It’s important to remember that Martin Luther King Jr. had a lot more to say in his life than just his “I Have a Dream” speech:

Figures like President Barack Obama have reminded us that King once said, “The arc of the moral universe is long, but it bends toward justice.” But over time, the great orator’s writings became less magnanimous and ever more convinced that white supremacy was the most significant obstacle in attaining liberation for all black people.

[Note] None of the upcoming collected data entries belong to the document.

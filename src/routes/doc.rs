use utoipa::{
    Modify, OpenApi,
    openapi::{
        self,
        OpenApi as OpenApiSpec,
        security::{HttpAuthScheme, HttpBuilder, SecurityScheme},
    },
};
use utoipa_scalar::{Scalar, Servable};

use crate::{
    dto::{
        auth as auth_dto,
        orders as order_dto,
        products as product_dto,
        reports as report_dto,
    },
    models::{Category, Order, OrderItem, Product, User},
    response::{ApiResponse, Meta},
    routes::{auth, categories, health, orders, params, products, reports},
};

struct SecurityAddon;

impl Modify for SecurityAddon {
    fn modify(&self, openapi: &mut openapi::OpenApi) {
        let components = openapi.components.get_or_insert_with(Default::default);
        components.add_security_scheme(
            "bearer_auth",
            SecurityScheme::Http(
                HttpBuilder::new()
                    .scheme(HttpAuthScheme::Bearer)
                    .bearer_format("JWT")
                    .build(),
            ),
        );
    }
}

#[derive(OpenApi)]
#[openapi(
    paths(
        health::health_check,
        auth::register,
        auth::login,
        auth::register_staff,
        auth::staff_list,
        categories::list_categories,
        categories::create_category,
        categories::update_category,
        categories::delete_category,
        products::list_products,
        products::create_product,
        products::get_product,
        products::update_product,
        products::delete_product,
        products::lookup_by_barcode,
        products::regenerate_barcode,
        products::export_catalog,
        orders::create_order,
        orders::list_orders,
        orders::get_order,
        orders::add_item,
        orders::remove_item,
        orders::complete_order,
        orders::cancel_order,
        orders::invoice,
        reports::sales,
        reports::daily_sales,
        reports::monthly_sales,
        reports::yearly_sales,
        reports::inventory,
        reports::product_performance,
        reports::export_sales_csv,
        reports::export_sales_sheet,
        reports::export_inventory_csv,
        reports::export_performance_csv,
    ),
    components(
        schemas(
            User,
            Category,
            Product,
            Order,
            OrderItem,
            auth_dto::RegisterRequest,
            auth_dto::LoginRequest,
            auth_dto::LoginResponse,
            auth_dto::StaffList,
            product_dto::CreateProductRequest,
            product_dto::UpdateProductRequest,
            product_dto::CategoryRequest,
            product_dto::ProductList,
            product_dto::CategoryList,
            product_dto::BarcodeLookup,
            order_dto::CreateOrderRequest,
            order_dto::AddItemRequest,
            order_dto::OrderList,
            order_dto::OrderWithItems,
            report_dto::SalesReport,
            report_dto::DailySalesReport,
            report_dto::SalesBucket,
            report_dto::SalesSeries,
            report_dto::InventorySubset,
            report_dto::InventoryReport,
            report_dto::ProductPerformance,
            report_dto::PerformanceReport,
            params::Pagination,
            Meta,
            ApiResponse<Product>,
            ApiResponse<Order>,
            ApiResponse<order_dto::OrderWithItems>,
            ApiResponse<report_dto::SalesReport>
        )
    ),
    security(
        ("bearer_auth" = [])
    ),
    modifiers(&SecurityAddon),
    tags(
        (name = "Health", description = "Health check endpoint"),
        (name = "Auth", description = "Authentication and staff management"),
        (name = "Categories", description = "Category endpoints"),
        (name = "Products", description = "Catalog and barcode endpoints"),
        (name = "Orders", description = "Order entry and lifecycle"),
        (name = "Reports", description = "Sales and inventory reporting"),
    )
)]
pub struct ApiDoc;

pub fn scalar_docs() -> Scalar<OpenApiSpec> {
    Scalar::with_url("/docs", ApiDoc::openapi())
}
use sea_orm::entity::prelude::*;

#[derive(Clone, Debug, PartialEq, DeriveEntityModel)]
#[sea_orm(table_name = "audit_logs")]
pub struct Model {
    #[sea_orm(primary_key)]
    pub id: Uuid,
    pub user_id: Option<Uuid>,
    pub action: String,
    pub resource: Option<String>,
    pub metadata: Option<Json>,
    pub created_at: DateTimeWithTimeZone,
}

#[derive(Copy, Clone, Debug, EnumIter, DeriveRelation)]
pub enum Relation {
    #[sea_orm(
        belongs_to = "super::users::Entity",
        from = "Column::UserId",
        to = "super::users::Column::Id"
    )]
    Users,
}

impl Related<super::users::Entity> for Entity {
    fn to() -> RelationDef {
        Relation::Users.def()
    }
}

impl ActiveModelBehavior for ActiveModel {}
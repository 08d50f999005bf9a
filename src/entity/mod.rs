pub mod audit_logs;
pub mod categories;
pub mod order_items;
pub mod orders;
pub mod products;
pub mod users;

pub use audit_logs::Entity as AuditLogs;
pub use categories::Entity as Categories;
pub use order_items::Entity as OrderItems;
pub use orders::Entity as Orders;
pub use products::Entity as Products;
pub use users::Entity as Users;
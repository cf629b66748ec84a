use async_trait::async_trait;
use futures::stream::{Stream, TryStreamExt};

/// One page of a paginated listing.
#[derive(Debug, Clone)]
pub struct Page<T> {
    /// Items of this page, in the order the remote returned them.
    pub items: Vec<T>,
    /// Opaque token for the next page. Absent or empty means this was the
    /// last page.
    pub continuation: Option<String>,
}

impl<T> Page<T> {
    /// Final page of a listing.
    pub fn last(items: Vec<T>) -> Self {
        Page {
            items,
            continuation: None,
        }
    }

    /// Page with more results behind `token`.
    pub fn with_continuation(items: Vec<T>, token: impl Into<String>) -> Self {
        Page {
            items,
            continuation: Some(token.into()),
        }
    }
}

/// Paged listing endpoint, queried one page at a time.
///
/// Connection context and filter are whatever the implementor captures.
#[async_trait]
pub trait PageSource {
    type Item: Send;

    /// Fetches the first page of the listing.
    async fn first_page(&self) -> anyhow::Result<Page<Self::Item>>;

    /// Fetches the page behind a continuation token returned by an earlier
    /// page.
    async fn next_page(&self, token: &str) -> anyhow::Result<Page<Self::Item>>;
}

enum Cursor {
    First,
    Next(String),
    Done,
}

/// Lazily walks `source` one page at a time.
///
/// Each stream element is the item batch of one page, requested only when the
/// stream is polled that far. A fetch fault ends the stream with that error.
pub fn pages<S>(source: &S) -> impl Stream<Item = anyhow::Result<Vec<S::Item>>> + '_
where
    S: PageSource + Sync,
{
    futures::stream::try_unfold(Cursor::First, move |cursor| async move {
        let page = match cursor {
            Cursor::First => source.first_page().await?,
            Cursor::Next(token) => source.next_page(&token).await?,
            Cursor::Done => return Ok(None),
        };

        let cursor = match page.continuation {
            Some(token) if !token.is_empty() => Cursor::Next(token),
            _ => Cursor::Done,
        };

        Ok(Some((page.items, cursor)))
    })
}

/// Fetches every page of `source` and concatenates the items in page-return
/// order.
///
/// A fault from any page fetch aborts the whole collection; nothing gathered
/// from earlier pages is returned. Pages fetched later may reflect concurrent
/// remote mutations, so the result is not a point-in-time snapshot of the
/// remote data set, only a sequence built in fetch order.
pub async fn collect_all<S>(source: &S) -> anyhow::Result<Vec<S::Item>>
where
    S: PageSource + Sync,
{
    pages(source).try_concat().await
}
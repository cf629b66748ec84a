use futures::future::FutureExt;
use log::{error, info, warn};
use std::{any::Any, fmt, future::Future, panic::AssertUnwindSafe, sync::Arc};
use tokio::{sync::watch, task};

/// Fault returned by a submitted work unit.
pub type BoxError = Box<dyn std::error::Error + Send + Sync + 'static>;

/// State in which a job currently resides
#[derive(Debug, Clone, Copy, PartialEq, Eq)]
pub enum JobState {
    /// Handle exists but no work unit has been submitted yet
    NotStarted,
    /// The work unit is executing on its own task
    Running,
    /// The work unit returned normally
    Completed,
    /// The work unit faulted or explicitly signalled failure
    Failed,
}

impl JobState {
    /// `Completed` and `Failed` admit no further transition.
    pub fn is_terminal(self) -> bool {
        matches!(self, JobState::Completed | JobState::Failed)
    }
}

impl fmt::Display for JobState {
    fn fmt(&self, f: &mut fmt::Formatter<'_>) -> fmt::Result {
        write!(f, "{:?}", self)
    }
}

/// Point-in-time view of a job's observable fields.
///
/// Published as one value, so a reader never sees a half-applied update.
#[derive(Debug, Clone)]
pub struct JobSnapshot {
    pub state: JobState,
    pub status_message: String,
    /// Failure records in the order they were recorded.
    pub errors: Vec<String>,
}

impl JobSnapshot {
    fn new() -> Self {
        JobSnapshot {
            state: JobState::NotStarted,
            status_message: String::new(),
            errors: Vec::new(),
        }
    }
}

/// Observable handle to one asynchronously executing unit of work.
///
/// The handle is created first and the work is attached with [`submit`]. The
/// caller keeps the handle and returns to its own control flow immediately;
/// the work runs on its own task and publishes progress through the handle.
/// Handles are cheap to clone and every clone observes the same job.
///
/// [`submit`]: JobHandle::submit
#[derive(Clone)]
pub struct JobHandle {
    name: Arc<str>,
    description: Arc<str>,
    tx: Arc<watch::Sender<JobSnapshot>>,
}

impl JobHandle {
    /// Creates a handle in `NotStarted` with immutable identifying metadata.
    pub fn create(name: &str, description: &str) -> Self {
        let (tx, _) = watch::channel(JobSnapshot::new());

        JobHandle {
            name: Arc::from(name),
            description: Arc::from(description),
            tx: Arc::new(tx),
        }
    }

    pub fn name(&self) -> &str {
        &self.name
    }

    pub fn description(&self) -> &str {
        &self.description
    }

    /// Latest published snapshot of state, status message and errors.
    pub fn snapshot(&self) -> JobSnapshot {
        self.tx.borrow().clone()
    }

    pub fn state(&self) -> JobState {
        self.tx.borrow().state
    }

    pub fn status_message(&self) -> String {
        self.tx.borrow().status_message.clone()
    }

    /// Failure records accumulated so far, oldest first.
    pub fn errors(&self) -> Vec<String> {
        self.tx.borrow().errors.clone()
    }

    /// Receiver of snapshot updates, for observers that want change
    /// notifications instead of polling the handle.
    pub fn subscribe(&self) -> watch::Receiver<JobSnapshot> {
        self.tx.subscribe()
    }

    /// Waits until the job reaches `Completed` or `Failed` and returns that
    /// state. Intermediate snapshots may be skipped; the terminal one is not.
    pub async fn wait(&self) -> JobState {
        let mut rx = self.tx.subscribe();

        loop {
            let state = rx.borrow_and_update().state;
            if state.is_terminal() {
                return state;
            }

            if rx.changed().await.is_err() {
                return self.state();
            }
        }
    }

    /// Starts executing `work` on its own task and returns immediately.
    ///
    /// The job is `Running` before the work begins. The work unit receives a
    /// [`JobContext`] for status and error reporting. A normal return without
    /// a prior [`JobContext::fail`] completes the job; an `Err` return or a
    /// panic is caught at this boundary, recorded and fails the job. Faults
    /// never reach the caller's task.
    ///
    /// A handle runs at most one work unit; repeated calls are refused.
    pub fn submit<F, Fut>(&self, work: F)
    where
        F: FnOnce(JobContext) -> Fut + Send + 'static,
        Fut: Future<Output = Result<(), BoxError>> + Send + 'static,
    {
        let mut accepted = false;
        self.tx.send_if_modified(|snapshot| {
            if snapshot.state == JobState::NotStarted {
                snapshot.state = JobState::Running;
                accepted = true;
            }
            accepted
        });

        if !accepted {
            warn!("{} already has a work unit, refusing a second submission", self.name);
            return;
        }

        info!("{:<12} {}", format!("{}", JobState::Running), self.name);

        let ctx = JobContext {
            name: self.name.clone(),
            tx: self.tx.clone(),
        };

        task::spawn(async move {
            let outcome = AssertUnwindSafe(work(ctx.clone())).catch_unwind().await;

            match outcome {
                Ok(Ok(())) => ctx.complete(),
                Ok(Err(err)) => ctx.fail(err),
                Err(panic) => ctx.fail(panic_message(panic)),
            }
        });
    }
}

/// Writer side of a job, handed to the submitted work unit.
#[derive(Clone)]
pub struct JobContext {
    name: Arc<str>,
    tx: Arc<watch::Sender<JobSnapshot>>,
}

impl JobContext {
    /// Replaces the human-readable progress description.
    pub fn set_status(&self, message: impl Into<String>) {
        let message = message.into();

        self.tx.send_if_modified(|snapshot| {
            if snapshot.state.is_terminal() {
                return false;
            }

            snapshot.status_message = message;
            true
        });
    }

    /// Appends a failure record without changing the job's state.
    pub fn record_error(&self, err: impl fmt::Display) {
        let rendered = err.to_string();

        self.tx.send_if_modified(|snapshot| {
            if snapshot.state != JobState::Running {
                return false;
            }

            snapshot.errors.push(rendered);
            true
        });
    }

    /// Appends `err` and moves the job to `Failed` in one visible step.
    /// No-op once the job is terminal.
    pub fn fail(&self, err: impl fmt::Display) {
        let rendered = err.to_string();
        let message = rendered.clone();

        let mut failed = false;
        self.tx.send_if_modified(|snapshot| {
            if snapshot.state != JobState::Running {
                return false;
            }

            snapshot.errors.push(rendered);
            snapshot.state = JobState::Failed;
            failed = true;
            true
        });

        if failed {
            error!("{} failed: {}", self.name, message);
            info!("{:<12} {}", format!("{}", JobState::Failed), self.name);
        }
    }

    fn complete(&self) {
        let mut completed = false;
        self.tx.send_if_modified(|snapshot| {
            if snapshot.state != JobState::Running {
                return false;
            }

            snapshot.state = JobState::Completed;
            completed = true;
            true
        });

        if completed {
            info!("{:<12} {}", format!("{}", JobState::Completed), self.name);
        }
    }
}

fn panic_message(panic: Box<dyn Any + Send>) -> String {
    if let Some(message) = panic.downcast_ref::<&'static str>() {
        (*message).to_string()
    } else if let Some(message) = panic.downcast_ref::<String>() {
        message.clone()
    } else {
        "work unit panicked".to_string()
    }
}

#[cfg(test)]
mod tests {
    use super::*;
    use std::sync::atomic::{AtomicBool, Ordering};
    use tokio::sync::oneshot;

    #[tokio::test]
    async fn completes_on_normal_return() {
        let job = JobHandle::create("copy-image", "Copy a template image");
        assert_eq!(job.state(), JobState::NotStarted);

        job.submit(|ctx| async move {
            ctx.set_status("copying");
            Ok(())
        });

        assert_eq!(job.wait().await, JobState::Completed);
        assert!(job.errors().is_empty());
        assert_eq!(job.status_message(), "copying");
    }

    #[tokio::test]
    async fn running_is_visible_before_the_work_settles() {
        let job = JobHandle::create("held", "");
        let (release_tx, release_rx) = oneshot::channel::<()>();

        job.submit(move |_ctx| async move {
            release_rx.await.ok();
            Ok(())
        });

        assert_eq!(job.state(), JobState::Running);

        release_tx.send(()).unwrap();
        assert_eq!(job.wait().await, JobState::Completed);
    }

    #[tokio::test]
    async fn fails_on_error_return() {
        let job = JobHandle::create("rejected", "");

        job.submit(|_ctx| async move { Err::<(), BoxError>("remote rejected the request".into()) });

        assert_eq!(job.wait().await, JobState::Failed);
        assert_eq!(job.errors(), vec!["remote rejected the request".to_string()]);
    }

    #[tokio::test]
    async fn contains_a_panicking_work_unit() {
        async fn exploding() -> Result<(), BoxError> {
            panic!("boom")
        }

        let job = JobHandle::create("explode", "");
        job.submit(|_ctx| exploding());

        assert_eq!(job.wait().await, JobState::Failed);
        assert_eq!(job.errors(), vec!["boom".to_string()]);
    }

    #[tokio::test]
    async fn explicit_fail_wins_over_normal_return() {
        let job = JobHandle::create("verify", "");

        job.submit(|ctx| async move {
            ctx.fail("storage verification failed");
            Ok(())
        });

        assert_eq!(job.wait().await, JobState::Failed);
        assert_eq!(job.errors(), vec!["storage verification failed".to_string()]);
    }

    #[tokio::test]
    async fn fail_is_a_no_op_once_terminal() {
        let job = JobHandle::create("idempotent", "");

        job.submit(|ctx| async move {
            ctx.fail("first");
            ctx.fail("second");
            Ok(())
        });

        assert_eq!(job.wait().await, JobState::Failed);
        assert_eq!(job.errors(), vec!["first".to_string()]);
    }

    #[tokio::test]
    async fn record_error_does_not_change_state() {
        let job = JobHandle::create("observe", "");
        let (release_tx, release_rx) = oneshot::channel::<()>();
        let mut rx = job.subscribe();

        job.submit(move |ctx| async move {
            ctx.record_error("first page returned garbage");
            release_rx.await.ok();
            Ok(())
        });

        loop {
            {
                let snapshot = rx.borrow_and_update();
                if !snapshot.errors.is_empty() {
                    assert_eq!(snapshot.state, JobState::Running);
                    break;
                }
            }
            rx.changed().await.unwrap();
        }

        release_tx.send(()).unwrap();
        assert_eq!(job.wait().await, JobState::Completed);
    }

    #[tokio::test]
    async fn refuses_a_second_work_unit() {
        let job = JobHandle::create("single", "");
        let (release_tx, release_rx) = oneshot::channel::<()>();

        job.submit(move |_ctx| async move {
            release_rx.await.ok();
            Ok(())
        });

        let second_ran = Arc::new(AtomicBool::new(false));
        let flag = second_ran.clone();
        job.submit(move |_ctx| async move {
            flag.store(true, Ordering::SeqCst);
            Ok(())
        });

        release_tx.send(()).unwrap();
        assert_eq!(job.wait().await, JobState::Completed);
        assert!(!second_ran.load(Ordering::SeqCst));
    }
}
use anyhow::Result;
use clap::Parser;

use rpidisplay_gfx::demo::{self, Frame};
use rpidisplay_gfx::{config, logging, Cli};

fn main() -> Result<()> {
    let cli = Cli::parse();
    logging::init_logging(cli.log_level())?;

    let options = config::load_config(cli.config.as_deref())?;
    let options = cli.merge_into_options(options)?;
    log::debug!("Options: {:?}", options);

    let frame = demo::render(&options)?;
    match (&options.output, &frame) {
        (Some(path), _) => frame.save_png(path)?,
        (None, Frame::Mono(fb)) => print!("{}", demo::ascii_art(fb)),
        (None, Frame::Color(fb)) => print!("{}", demo::summary(fb)),
    }
    Ok(())
}
//! Blitting caller-owned pixel data.
//!
//! 1-bit data (bitmaps and icons) works with either colour family and is
//! validated completely before anything is drawn. 16- and 24-bit data is
//! RGB565 only; it must match its declared size exactly but is clipped at
//! the right and bottom edges.

use crate::graphics::canvas::{BitmapAddressing, Canvas};
use crate::graphics::color::{PixelColor, Rgb565, Rgb565Ext};
use crate::graphics::error::{scratch, DrawError, DrawResult};
use crate::graphics::sink::PixelSink;

/// Icons are always one byte (eight pixels) tall.
pub const ICON_HEIGHT: i32 = 8;

impl<S, C> Canvas<S, C>
where
    S: PixelSink<C>,
    C: PixelColor,
{
    /// Paint a `w` x `h` block whose pixel values come from `pixel(col, row)`.
    ///
    /// Blocks that fit go out as one window; anything overhanging an edge
    /// falls back to clipped single pixels.
    fn blit<F>(&mut self, x: i32, y: i32, w: i32, h: i32, pixel: F) -> DrawResult
    where
        F: Fn(usize, usize) -> C,
    {
        if x.saturating_add(w) <= self.width() && y.saturating_add(h) <= self.height() {
            let mut window = scratch((w * h) as usize)?;
            for row in 0..h as usize {
                for col in 0..w as usize {
                    window.push(pixel(col, row));
                }
            }
            self.put_window(x, y, w, h, &window);
        } else {
            for row in 0..h {
                for col in 0..w {
                    self.draw_pixel(x + col, y + row, pixel(col as usize, row as usize));
                }
            }
        }
        Ok(())
    }

    /// Draw a 1-bit bitmap packed according to [`Canvas::bitmap_addressing`].
    ///
    /// Set bits take `fg`, clear bits `bg`.
    #[allow(clippy::too_many_arguments)]
    pub fn draw_bitmap(
        &mut self,
        x: i32,
        y: i32,
        w: i32,
        h: i32,
        fg: C,
        bg: C,
        data: &[u8],
    ) -> DrawResult {
        if !self.contains(x, y) {
            return Err(DrawError::BitmapScreenBounds);
        }
        if w > self.width() || h > self.height() {
            return Err(DrawError::BitmapLargerThanScreen);
        }
        if data.is_empty() {
            return Err(DrawError::BitmapEmpty);
        }
        if w <= 0 || h <= 0 {
            return Err(DrawError::BitmapSize);
        }

        let addressing = self.bitmap_addressing();
        let expected = match addressing {
            BitmapAddressing::Vertical => {
                if h % 8 != 0 {
                    return Err(DrawError::BitmapVerticalSize);
                }
                w * (h / 8)
            }
            BitmapAddressing::Horizontal => {
                if w % 8 != 0 {
                    return Err(DrawError::BitmapHorizontalSize);
                }
                (w / 8) * h
            }
        };
        if data.len() != expected as usize {
            return Err(DrawError::BitmapSize);
        }

        let stride = w as usize;
        self.blit(x, y, w, h, |col, row| {
            let set = match addressing {
                BitmapAddressing::Vertical => data[col + (row / 8) * stride] & (1 << (row % 8)) != 0,
                BitmapAddressing::Horizontal => {
                    data[row * (stride / 8) + col / 8] & (0x80 >> (col % 8)) != 0
                }
            };
            if set {
                fg
            } else {
                bg
            }
        })
    }

    /// Draw an 8-pixel-tall icon: one byte per column, least significant
    /// bit on top.
    pub fn draw_icon(&mut self, x: i32, y: i32, w: i32, fg: C, bg: C, data: &[u8]) -> DrawResult {
        if !self.contains(x, y) {
            return Err(DrawError::BitmapScreenBounds);
        }
        if data.is_empty() {
            return Err(DrawError::BitmapEmpty);
        }
        if w <= 0 || data.len() != w as usize {
            return Err(DrawError::BitmapSize);
        }
        self.blit(x, y, w, ICON_HEIGHT, |col, row| {
            if data[col] & (1 << row) != 0 {
                fg
            } else {
                bg
            }
        })
    }
}

impl<S> Canvas<S, Rgb565>
where
    S: PixelSink<Rgb565>,
{
    /// Validate a colour bitmap and return the on-canvas part of it.
    fn color_extent(
        &self,
        x: i32,
        y: i32,
        w: i32,
        h: i32,
        data: &[u8],
        bytes_per_pixel: usize,
    ) -> DrawResult<(i32, i32)> {
        if !self.contains(x, y) {
            return Err(DrawError::BitmapScreenBounds);
        }
        if data.is_empty() {
            return Err(DrawError::BitmapEmpty);
        }
        if w <= 0 || h <= 0 || data.len() != w as usize * h as usize * bytes_per_pixel {
            return Err(DrawError::BitmapSize);
        }
        Ok((w.min(self.width() - x), h.min(self.height() - y)))
    }

    /// Draw little-endian RGB565 data, skipping pixels equal to
    /// `transparent`.
    #[allow(clippy::too_many_arguments)]
    pub fn draw_sprite(
        &mut self,
        x: i32,
        y: i32,
        w: i32,
        h: i32,
        data: &[u8],
        transparent: Rgb565,
    ) -> DrawResult {
        self.color_extent(x, y, w, h, data, 2)?;
        for (i, bytes) in data.chunks_exact(2).enumerate() {
            let color = Rgb565::from_le_bytes([bytes[0], bytes[1]]);
            if color != transparent {
                let i = i as i32;
                self.draw_pixel(x + i % w, y + i / w, color);
            }
        }
        Ok(())
    }

    /// Draw little-endian RGB565 data, clipped to the canvas.
    pub fn draw_bitmap16(&mut self, x: i32, y: i32, w: i32, h: i32, data: &[u8]) -> DrawResult {
        let (cw, ch) = self.color_extent(x, y, w, h, data, 2)?;
        let stride = w as usize;
        let mut window = scratch((cw * ch) as usize)?;
        for row in 0..ch as usize {
            for col in 0..cw as usize {
                let i = (row * stride + col) * 2;
                window.push(Rgb565::from_le_bytes([data[i], data[i + 1]]));
            }
        }
        self.put_window(x, y, cw, ch, &window);
        Ok(())
    }

    /// Draw packed RGB888 data stored bottom row first, as in a BMP file.
    /// Clipped to the canvas.
    pub fn draw_bitmap24(&mut self, x: i32, y: i32, w: i32, h: i32, data: &[u8]) -> DrawResult {
        let (cw, ch) = self.color_extent(x, y, w, h, data, 3)?;
        let stride = w as usize;
        let mut window = scratch((cw * ch) as usize)?;
        for row in 0..ch as usize {
            let src_row = h as usize - 1 - row;
            for col in 0..cw as usize {
                let i = (src_row * stride + col) * 3;
                window.push(Rgb565::from_rgb888(data[i], data[i + 1], data[i + 2]));
            }
        }
        self.put_window(x, y, cw, ch, &window);
        Ok(())
    }
}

In his final book, Where Do We Go from Here: Chaos or Community?, originally published in 1967, King wrote that “Whites, it must frankly be said, are not putting in a similar mass effort to reeducate themselves out of their racial ignorance. It is an aspect of their sense of superiority that the white people of America believe they have so little to learn. The reality of substantial investment to assist Negroes into the twentieth century, adjusting to Negro neighbors and genuine school integration, is still a nightmare for all too many white Americans.”

He continued: “These are the deepest causes for contemporary abrasions between the races. Loose and easy language about equality, resonant resolutions about brotherhood fall pleasantly on the ear, but for the Negro there is a credibility gap he cannot overlook. He remembers that with each modest advance the white population promptly raises the argument that the Negro has come far enough. Each step forward accents an ever-present tendency to backlash.”

By this point in his life, King had abandoned the rose-colored glasses of his youth. Instead, he was laser-focused on addressing white supremacy in its basest and most intimate forms: in communities, schools, and neighborhoods.